En neuroendocrine cancer de la prostate, les mutations et les AURKA MYCN nécessité de travailler ensemble pour promouvoir le développement du cancer, le Dr Rubin dit. Le type d’interaction mortelle a également été trouvé dans le neuroblastome, un cancer du cerveau chez les enfants. Mais les très bonnes nouvelles, il ajoute, c’est que des inhibiteurs de kinase Aurora ont été développés et sont actuellement testées dans une variété de cancers.
Cette étude a démontré que l’inhibiteur de kinases Aurora PHA-739358 travaillé contre les cellules humaines de la prostate neuroendocrines dans le laboratoire, et qu’il avait une réponse spectaculaire dans les modèles animaux du cancer de la prostate neuroendocrines.
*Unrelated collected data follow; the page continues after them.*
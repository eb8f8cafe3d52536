//! `palaver history` — inspect and maintain stored conversations.
//!
//! Ordinals are positional: 1 is the most recently updated conversation,
//! and they shift when entries are added or deleted.

use anyhow::{Context, Result};
use clap::Subcommand;
use colored::Colorize;

use palaver_core::history::HistoryStore;
use palaver_core::utils::truncate_string;

#[derive(Subcommand)]
pub enum HistoryCommands {
    /// List stored conversations, most recent first
    List {
        /// Disable colored output
        #[arg(long, default_value_t = false)]
        no_color: bool,
    },

    /// Show one conversation's turns
    Show {
        /// Conversation number from `palaver history list`
        number: usize,

        /// Disable colored output
        #[arg(long, default_value_t = false)]
        no_color: bool,
    },

    /// Delete one conversation
    Delete {
        /// Conversation number from `palaver history list`
        number: usize,
    },

    /// Collapse a conversation's turns into a resumable summary
    Compact {
        /// Conversation number from `palaver history list`
        number: usize,
    },
}

pub fn dispatch(action: HistoryCommands) -> Result<()> {
    let store = HistoryStore::at_default_location();

    match action {
        HistoryCommands::List { no_color } => list(&store, no_color),
        HistoryCommands::Show { number, no_color } => {
            let rendered = store
                .show_by_number(number, no_color)
                .context("failed to show conversation")?;
            println!("{rendered}");
            Ok(())
        }
        HistoryCommands::Delete { number } => {
            let removed = store
                .delete_by_number(number)
                .context("failed to delete conversation")?;
            println!("Deleted conversation: {}", removed.title);
            Ok(())
        }
        HistoryCommands::Compact { number } => compact(&store, number),
    }
}

fn list(store: &HistoryStore, no_color: bool) -> Result<()> {
    let mut entries = store.load_entries().context("failed to load history")?;
    if entries.is_empty() {
        println!("No stored conversations.");
        return Ok(());
    }

    entries.sort_by(|a, b| b.updated_at.cmp(&a.updated_at));
    for (i, entry) in entries.iter().enumerate() {
        let ordinal = format!("{:>3}.", i + 1);
        let title = truncate_string(&entry.title, 50);
        let when = entry.updated_at.format("%Y-%m-%d %H:%M");
        let detail = format!(
            "{when}  {} requests  {}",
            entry.request_count, entry.model
        );
        if no_color {
            println!("{ordinal} {title}  ({detail})");
        } else {
            println!(
                "{} {}  {}",
                ordinal.bold(),
                title.cyan(),
                format!("({detail})").dimmed()
            );
        }
    }
    Ok(())
}

/// Compaction keeps the thread resumable without its full transcript: the
/// summary text is derived locally from the first user turn and the most
/// recent assistant turn.
fn compact(store: &HistoryStore, number: usize) -> Result<()> {
    let entry = store
        .select_by_number(number)
        .context("failed to select conversation")?;

    let opening = entry
        .turns
        .iter()
        .find(|t| t.role == "user")
        .map(|t| t.text.as_str())
        .unwrap_or(&entry.title);
    let latest = entry
        .turns
        .iter()
        .rev()
        .find(|t| t.role == "assistant")
        .map(|t| t.text.as_str());

    let summary = match latest {
        Some(latest) => format!(
            "The user asked: {}\nThe conversation ended with: {}",
            truncate_string(opening, 200),
            truncate_string(latest, 500)
        ),
        None => format!("The user asked: {}", truncate_string(opening, 200)),
    };

    store
        .compact_entry(number, &summary)
        .context("failed to compact conversation")?;
    println!("Compacted conversation: {}", entry.title);
    Ok(())
}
Il a diminué de grosses tumeurs aux très petites tailles en un court laps de temps, comparativement aux souris non traitées. Il y avait aussi une sensibilité nettement améliorée de neuroendocrine cancer de la prostate par rapport à l’adénocarcinome de la prostate, le Dr Rubin dit. Alors que la PHA 739358 a été étudié dans le cancer de la prostate, sans succès, les chercheurs soupçonnent que peu de patients qui ont participé avaient tumeurs neuroendocrines de la prostate. Dr Beltran est la préparation d’un essai clinique pour tester un inhibiteur de kinases Aurora chez les patients dont le cancer de la prostate tumeurs neuroendocrines contiennent des cellules cancéreuses ou similaire altérations moléculaires impliquant AURKA et MYCN.
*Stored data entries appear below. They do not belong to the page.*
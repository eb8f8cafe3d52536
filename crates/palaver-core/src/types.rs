//! Core types for Palaver — typed messages, tool calls, and the wire format
//! spoken with the remote reasoning service.
//!
//! Messages use a role-tagged enum so format errors are caught at compile
//! time instead of at request time.

use serde::{Deserialize, Serialize};

// ─────────────────────────────────────────────
// Messages
// ─────────────────────────────────────────────

/// A conversation message. Each variant maps to a `role` field value.
#[derive(Clone, Debug, Serialize, Deserialize, PartialEq)]
#[serde(tag = "role")]
pub enum Message {
    #[serde(rename = "system")]
    System { content: String },

    #[serde(rename = "user")]
    User { content: String },

    #[serde(rename = "assistant")]
    Assistant {
        #[serde(skip_serializing_if = "Option::is_none")]
        content: Option<String>,
        #[serde(skip_serializing_if = "Option::is_none")]
        tool_calls: Option<Vec<ToolCall>>,
    },

    #[serde(rename = "tool")]
    Tool {
        content: String,
        tool_call_id: String,
    },
}

impl Message {
    /// Create a system message.
    pub fn system(content: impl Into<String>) -> Self {
        Message::System {
            content: content.into(),
        }
    }

    /// Create a user message.
    pub fn user(content: impl Into<String>) -> Self {
        Message::User {
            content: content.into(),
        }
    }

    /// Create an assistant message carrying tool calls (no text content).
    pub fn assistant_tool_calls(tool_calls: Vec<ToolCall>) -> Self {
        Message::Assistant {
            content: None,
            tool_calls: Some(tool_calls),
        }
    }

    /// Create a tool result message.
    pub fn tool_result(tool_call_id: impl Into<String>, content: impl Into<String>) -> Self {
        Message::Tool {
            content: content.into(),
            tool_call_id: tool_call_id.into(),
        }
    }
}

// ─────────────────────────────────────────────
// Tool calls and definitions
// ─────────────────────────────────────────────

/// A tool call issued by the model, requesting execution of a function.
#[derive(Clone, Debug, Serialize, Deserialize, PartialEq)]
pub struct ToolCall {
    /// Unique ID for this call (used to match results back).
    pub id: String,
    /// Always "function".
    #[serde(rename = "type")]
    pub call_type: String,
    pub function: FunctionCall,
}

impl ToolCall {
    pub fn new(
        id: impl Into<String>,
        name: impl Into<String>,
        arguments: impl Into<String>,
    ) -> Self {
        ToolCall {
            id: id.into(),
            call_type: "function".to_string(),
            function: FunctionCall {
                name: name.into(),
                arguments: arguments.into(),
            },
        }
    }
}

/// The function name and JSON-encoded arguments within a tool call.
#[derive(Clone, Debug, Serialize, Deserialize, PartialEq)]
pub struct FunctionCall {
    pub name: String,
    /// JSON-encoded arguments string.
    pub arguments: String,
}

/// Definition of a tool, sent to the model so it knows what it can call.
#[derive(Clone, Debug, Serialize, Deserialize, PartialEq)]
pub struct ToolDefinition {
    /// Always "function".
    #[serde(rename = "type")]
    pub tool_type: String,
    pub name: String,
    pub description: String,
    pub parameters: serde_json::Value,
}

impl ToolDefinition {
    pub fn new(
        name: impl Into<String>,
        description: impl Into<String>,
        parameters: serde_json::Value,
    ) -> Self {
        ToolDefinition {
            tool_type: "function".to_string(),
            name: name.into(),
            description: description.into(),
            parameters,
        }
    }
}

// ─────────────────────────────────────────────
// Request knobs
// ─────────────────────────────────────────────

/// Reasoning effort requested from the model.
#[derive(Clone, Copy, Debug, Default, Serialize, Deserialize, PartialEq, Eq)]
#[serde(rename_all = "lowercase")]
pub enum Effort {
    Low,
    #[default]
    Medium,
    High,
}

/// Output verbosity requested from the model.
#[derive(Clone, Copy, Debug, Default, Serialize, Deserialize, PartialEq, Eq)]
#[serde(rename_all = "lowercase")]
pub enum Verbosity {
    Low,
    #[default]
    Medium,
    High,
}

impl std::str::FromStr for Effort {
    type Err = String;

    fn from_str(s: &str) -> Result<Self, Self::Err> {
        match s.to_ascii_lowercase().as_str() {
            "low" => Ok(Effort::Low),
            "medium" => Ok(Effort::Medium),
            "high" => Ok(Effort::High),
            other => Err(format!("invalid effort '{other}' (low|medium|high)")),
        }
    }
}

impl std::str::FromStr for Verbosity {
    type Err = String;

    fn from_str(s: &str) -> Result<Self, Self::Err> {
        match s.to_ascii_lowercase().as_str() {
            "low" => Ok(Verbosity::Low),
            "medium" => Ok(Verbosity::Medium),
            "high" => Ok(Verbosity::High),
            other => Err(format!("invalid verbosity '{other}' (low|medium|high)")),
        }
    }
}

impl std::fmt::Display for Effort {
    fn fmt(&self, f: &mut std::fmt::Formatter<'_>) -> std::fmt::Result {
        let s = match self {
            Effort::Low => "low",
            Effort::Medium => "medium",
            Effort::High => "high",
        };
        f.write_str(s)
    }
}

impl std::fmt::Display for Verbosity {
    fn fmt(&self, f: &mut std::fmt::Formatter<'_>) -> std::fmt::Result {
        let s = match self {
            Verbosity::Low => "low",
            Verbosity::Medium => "medium",
            Verbosity::High => "high",
        };
        f.write_str(s)
    }
}

// ─────────────────────────────────────────────
// Model turn (provider → loop)
// ─────────────────────────────────────────────

/// One turn from the model: either a final answer or a request for tool
/// execution.
#[derive(Clone, Debug, Default)]
pub struct ModelTurn {
    /// Service-assigned response id; chains conversations together.
    pub response_id: String,
    /// Text content, if any.
    pub content: Option<String>,
    /// Tool calls requested by the model.
    pub tool_calls: Vec<ToolCall>,
    /// True when the service signalled that tool execution is expected
    /// before the answer can complete.
    pub requires_action: bool,
    /// Token usage, when reported.
    pub usage: Option<UsageInfo>,
}

/// Token usage statistics.
#[derive(Clone, Debug, Serialize, Deserialize, PartialEq)]
pub struct UsageInfo {
    pub input_tokens: u32,
    pub output_tokens: u32,
    pub total_tokens: u32,
}

// ─────────────────────────────────────────────
// Wire format (request)
// ─────────────────────────────────────────────

/// Request body for the remote reasoning service.
#[derive(Debug, Serialize)]
pub struct ResponsesRequest {
    pub model: String,
    pub input: Vec<Message>,
    #[serde(skip_serializing_if = "Option::is_none")]
    pub instructions: Option<String>,
    #[serde(skip_serializing_if = "Option::is_none")]
    pub tools: Option<Vec<ToolDefinition>>,
    #[serde(skip_serializing_if = "Option::is_none")]
    pub previous_response_id: Option<String>,
    #[serde(skip_serializing_if = "Option::is_none")]
    pub reasoning: Option<ReasoningOptions>,
    #[serde(skip_serializing_if = "Option::is_none")]
    pub text: Option<TextOptions>,
}

#[derive(Debug, Serialize)]
pub struct ReasoningOptions {
    pub effort: Effort,
}

#[derive(Debug, Serialize)]
pub struct TextOptions {
    pub verbosity: Verbosity,
}

// ─────────────────────────────────────────────
// Wire format (response)
// ─────────────────────────────────────────────

/// Raw response body from the service. Used internally for deserialization.
#[derive(Debug, Deserialize)]
pub struct ResponsesReply {
    pub id: String,
    #[serde(default)]
    pub status: Option<String>,
    #[serde(default)]
    pub output: Vec<OutputItem>,
    #[serde(default)]
    pub usage: Option<UsageInfo>,
}

/// A single item in the response output list.
#[derive(Debug, Deserialize)]
#[serde(tag = "type")]
pub enum OutputItem {
    #[serde(rename = "message")]
    Message {
        #[serde(default)]
        content: Vec<OutputContent>,
    },
    #[serde(rename = "function_call")]
    FunctionCall {
        call_id: String,
        name: String,
        arguments: String,
    },
    /// Items this client does not interpret (reasoning traces, annotations).
    #[serde(other)]
    Unknown,
}

#[derive(Debug, Deserialize)]
#[serde(tag = "type")]
pub enum OutputContent {
    #[serde(rename = "output_text")]
    Text { text: String },
    #[serde(other)]
    Unknown,
}

impl From<ResponsesReply> for ModelTurn {
    fn from(reply: ResponsesReply) -> Self {
        let mut content_parts: Vec<String> = Vec::new();
        let mut tool_calls: Vec<ToolCall> = Vec::new();

        for item in reply.output {
            match item {
                OutputItem::Message { content } => {
                    for part in content {
                        if let OutputContent::Text { text } = part {
                            content_parts.push(text);
                        }
                    }
                }
                OutputItem::FunctionCall {
                    call_id,
                    name,
                    arguments,
                } => {
                    tool_calls.push(ToolCall::new(call_id, name, arguments));
                }
                OutputItem::Unknown => {}
            }
        }

        let requires_action = reply.status.as_deref() == Some("requires_action")
            || !tool_calls.is_empty();

        ModelTurn {
            response_id: reply.id,
            content: if content_parts.is_empty() {
                None
            } else {
                Some(content_parts.join(""))
            },
            tool_calls,
            requires_action,
            usage: reply.usage,
        }
    }
}

// ─────────────────────────────────────────────
// Tests
// ─────────────────────────────────────────────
“Non seulement nous sommes impatients de tester le médicament chez les patients diagnostiqués avec neuroendocrine cancer de la prostate, nous espérons développer des biomarqueurs qui peuvent nous aider à dépister les patients à ces cellules avant les avancées du cancer», explique le Dr Beltran.
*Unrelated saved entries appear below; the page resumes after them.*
//! Client for the remote reasoning service.
//!
//! The service is an opaque request/response boundary: Palaver sends a
//! message list plus tool definitions and gets back either a final answer
//! or tool-call requests, each stamped with a response id.

pub mod http;
pub mod traits;

pub use http::HttpModelClient;
pub use traits::{ModelClient, ModelRequest};
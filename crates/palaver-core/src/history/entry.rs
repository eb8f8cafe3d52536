//! History entry shapes — one entry per conversation thread.

use chrono::{DateTime, Utc};
use serde::{Deserialize, Serialize};

use crate::types::{Effort, Verbosity};

// ─────────────────────────────────────────────
// HistoryEntry
// ─────────────────────────────────────────────

/// One conversation thread in the history file.
///
/// Created on the first successful model response of a new conversation,
/// then mutated in place (matched by `last_response_id`) on every later
/// turn. `request_count` only increases.
#[derive(Clone, Debug, Serialize, Deserialize, PartialEq)]
pub struct HistoryEntry {
    /// Derived from the first user text (≤50 chars, whitespace collapsed).
    pub title: String,
    pub model: String,
    pub effort: Effort,
    pub verbosity: Verbosity,
    pub created_at: DateTime<Utc>,
    pub updated_at: DateTime<Utc>,
    pub first_response_id: String,
    pub last_response_id: String,
    pub request_count: u32,
    #[serde(default, skip_serializing_if = "Option::is_none")]
    pub resume: Option<ResumeState>,
    #[serde(default)]
    pub turns: Vec<Turn>,
    /// Per-mode payload; unknown fields inside it are preserved verbatim.
    #[serde(default, skip_serializing_if = "Option::is_none")]
    pub context: Option<ModeContext>,
}

/// A single conversation turn.
#[derive(Clone, Debug, Serialize, Deserialize, PartialEq)]
pub struct Turn {
    pub role: String,
    pub text: String,
    pub at: DateTime<Utc>,
    #[serde(default, skip_serializing_if = "Option::is_none")]
    pub response_id: Option<String>,
    #[serde(default, skip_serializing_if = "Option::is_none")]
    pub kind: Option<String>,
}

impl Turn {
    pub fn user(text: impl Into<String>, at: DateTime<Utc>) -> Self {
        Turn {
            role: "user".into(),
            text: text.into(),
            at,
            response_id: None,
            kind: None,
        }
    }

    pub fn assistant(
        text: impl Into<String>,
        at: DateTime<Utc>,
        response_id: impl Into<String>,
    ) -> Self {
        Turn {
            role: "assistant".into(),
            text: text.into(),
            at,
            response_id: Some(response_id.into()),
            kind: None,
        }
    }

    /// The single turn a compacted conversation keeps.
    pub fn summary(text: impl Into<String>, at: DateTime<Utc>) -> Self {
        Turn {
            role: "system".into(),
            text: text.into(),
            at,
            response_id: None,
            kind: Some("summary".into()),
        }
    }
}

// ─────────────────────────────────────────────
// Resume state
// ─────────────────────────────────────────────

/// How a stored conversation reattaches to a new request.
#[derive(Clone, Debug, Default, Serialize, Deserialize, PartialEq)]
pub struct ResumeState {
    #[serde(default, skip_serializing_if = "Option::is_none")]
    pub mode: Option<ResumeMode>,
    #[serde(default, skip_serializing_if = "Option::is_none")]
    pub previous_response_id: Option<String>,
    #[serde(default, skip_serializing_if = "Option::is_none")]
    pub summary: Option<ResumeSummary>,
}

/// Resume mode. `NewRequest` means compaction severed the response-id chain;
/// the conversation resumes from its summary instead.
#[derive(Clone, Copy, Debug, Serialize, Deserialize, PartialEq, Eq)]
pub enum ResumeMode {
    #[serde(rename = "new_request")]
    NewRequest,
}

#[derive(Clone, Debug, Serialize, Deserialize, PartialEq)]
pub struct ResumeSummary {
    pub text: String,
    pub created_at: DateTime<Utc>,
}

// ─────────────────────────────────────────────
// Per-mode context payload
// ─────────────────────────────────────────────

/// Mode-specific context carried by an entry, tagged by the CLI mode that
/// produced it. Fields this build does not know about survive a round trip
/// through the `extra` map; entire shapes it does not know about survive
/// through the `Legacy` variant.
#[derive(Clone, Debug, Serialize, Deserialize, PartialEq)]
#[serde(tag = "mode", rename_all = "lowercase")]
pub enum ModeContext {
    Ask {
        #[serde(default, skip_serializing_if = "Option::is_none")]
        output_file: Option<String>,
        #[serde(default, skip_serializing_if = "std::ops::Not::not")]
        copy: bool,
        #[serde(flatten)]
        extra: serde_json::Map<String, serde_json::Value>,
    },
    Diagram {
        #[serde(default, skip_serializing_if = "Option::is_none")]
        output_file: Option<String>,
        #[serde(default, skip_serializing_if = "std::ops::Not::not")]
        copy: bool,
        #[serde(flatten)]
        extra: serde_json::Map<String, serde_json::Value>,
    },
    Query {
        /// Fingerprint of the SQL connection the conversation targets.
        #[serde(default, skip_serializing_if = "Option::is_none")]
        connection: Option<String>,
        #[serde(flatten)]
        extra: serde_json::Map<String, serde_json::Value>,
    },
    /// Pre-tagging shapes that the load-time migration could not classify.
    #[serde(untagged)]
    Legacy(serde_json::Value),
}
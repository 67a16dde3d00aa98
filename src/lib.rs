#![forbid(unsafe_code)]
#![warn(clippy::all, clippy::pedantic)]
#![allow(clippy::module_name_repetitions)]

//! Distributed leadership election on top of an exclusive lease service
//! and a cluster broadcast fabric.
//!
//! Every node contests topics through a [`LeadershipManager`], gossips the
//! leadership events it originates, and merges local and remote events
//! into a [`LeaderTable`] ordered by lease epoch.

pub mod codec;
pub mod config;
pub mod coordinator;
pub mod error;
pub mod event;
pub mod gossip;
pub mod lease;
pub mod listener;
pub mod membership;
pub mod messaging;
pub mod scheduler;
pub mod table;

pub mod test_utils;

pub use config::LeadershipConfig;
pub use coordinator::{ContestState, LeadershipManager};
pub use error::{Error, Result};
pub use event::{Epoch, Leadership, LeadershipEvent, LeadershipEventType, NodeId};
pub use listener::{LeadershipEventListener, ListenerRegistry};
pub use table::{LeaderTable, MergeOutcome};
Travailler avec les chercheurs de Cornell Weill sur l’étude étaient des chercheurs de l’Université Yale, l’Université de la Colombie-Britannique, l’Université de Pittsburgh School of Medicine, l’Université du Michigan, Howard Hughes Medical Institute, et l’INSERM, une institution de recherche française biomédicale.
“C’est un excellent exemple de l’équipe scientifique», affirme le Dr Rubin. “L’étude a été possible uniquement parce que un certain nombre de chercheurs des États-Unis et en Europe nous a envoyé des échantillons rares de ce cancer mortel.”
«Le cancer de la prostate Fondation a été heureuse d’offrir un soutien pour cette recherche”, déclare le Dr Howard Soule, conseiller scientifique en chef à la Fondation du cancer de la prostate. «Ce travail est très concentré sur notre objectif de la Fondation pour éliminer le cancer de la prostate mortel. Nous tenons à féliciter cette équipe pour générer des résultats qui seront rapidement traduits en traitement du patient.”
Autre contribuant Weill Cornell chercheurs comprennent David S. Rickman, Kyung Park, Sung Chae Suk, Thérèse Y. MacDonald, Karen L. Cheikh, Stéphane Terry, Scott T. Tagawa, Francesca Demichelis et David M. Nanus.
La recherche a été parrainée par le Ann et William Bresnan Foundation, la Prostate Cancer Foundation, le NCI Réseau Early Detection Research, et le ministère de la Défense.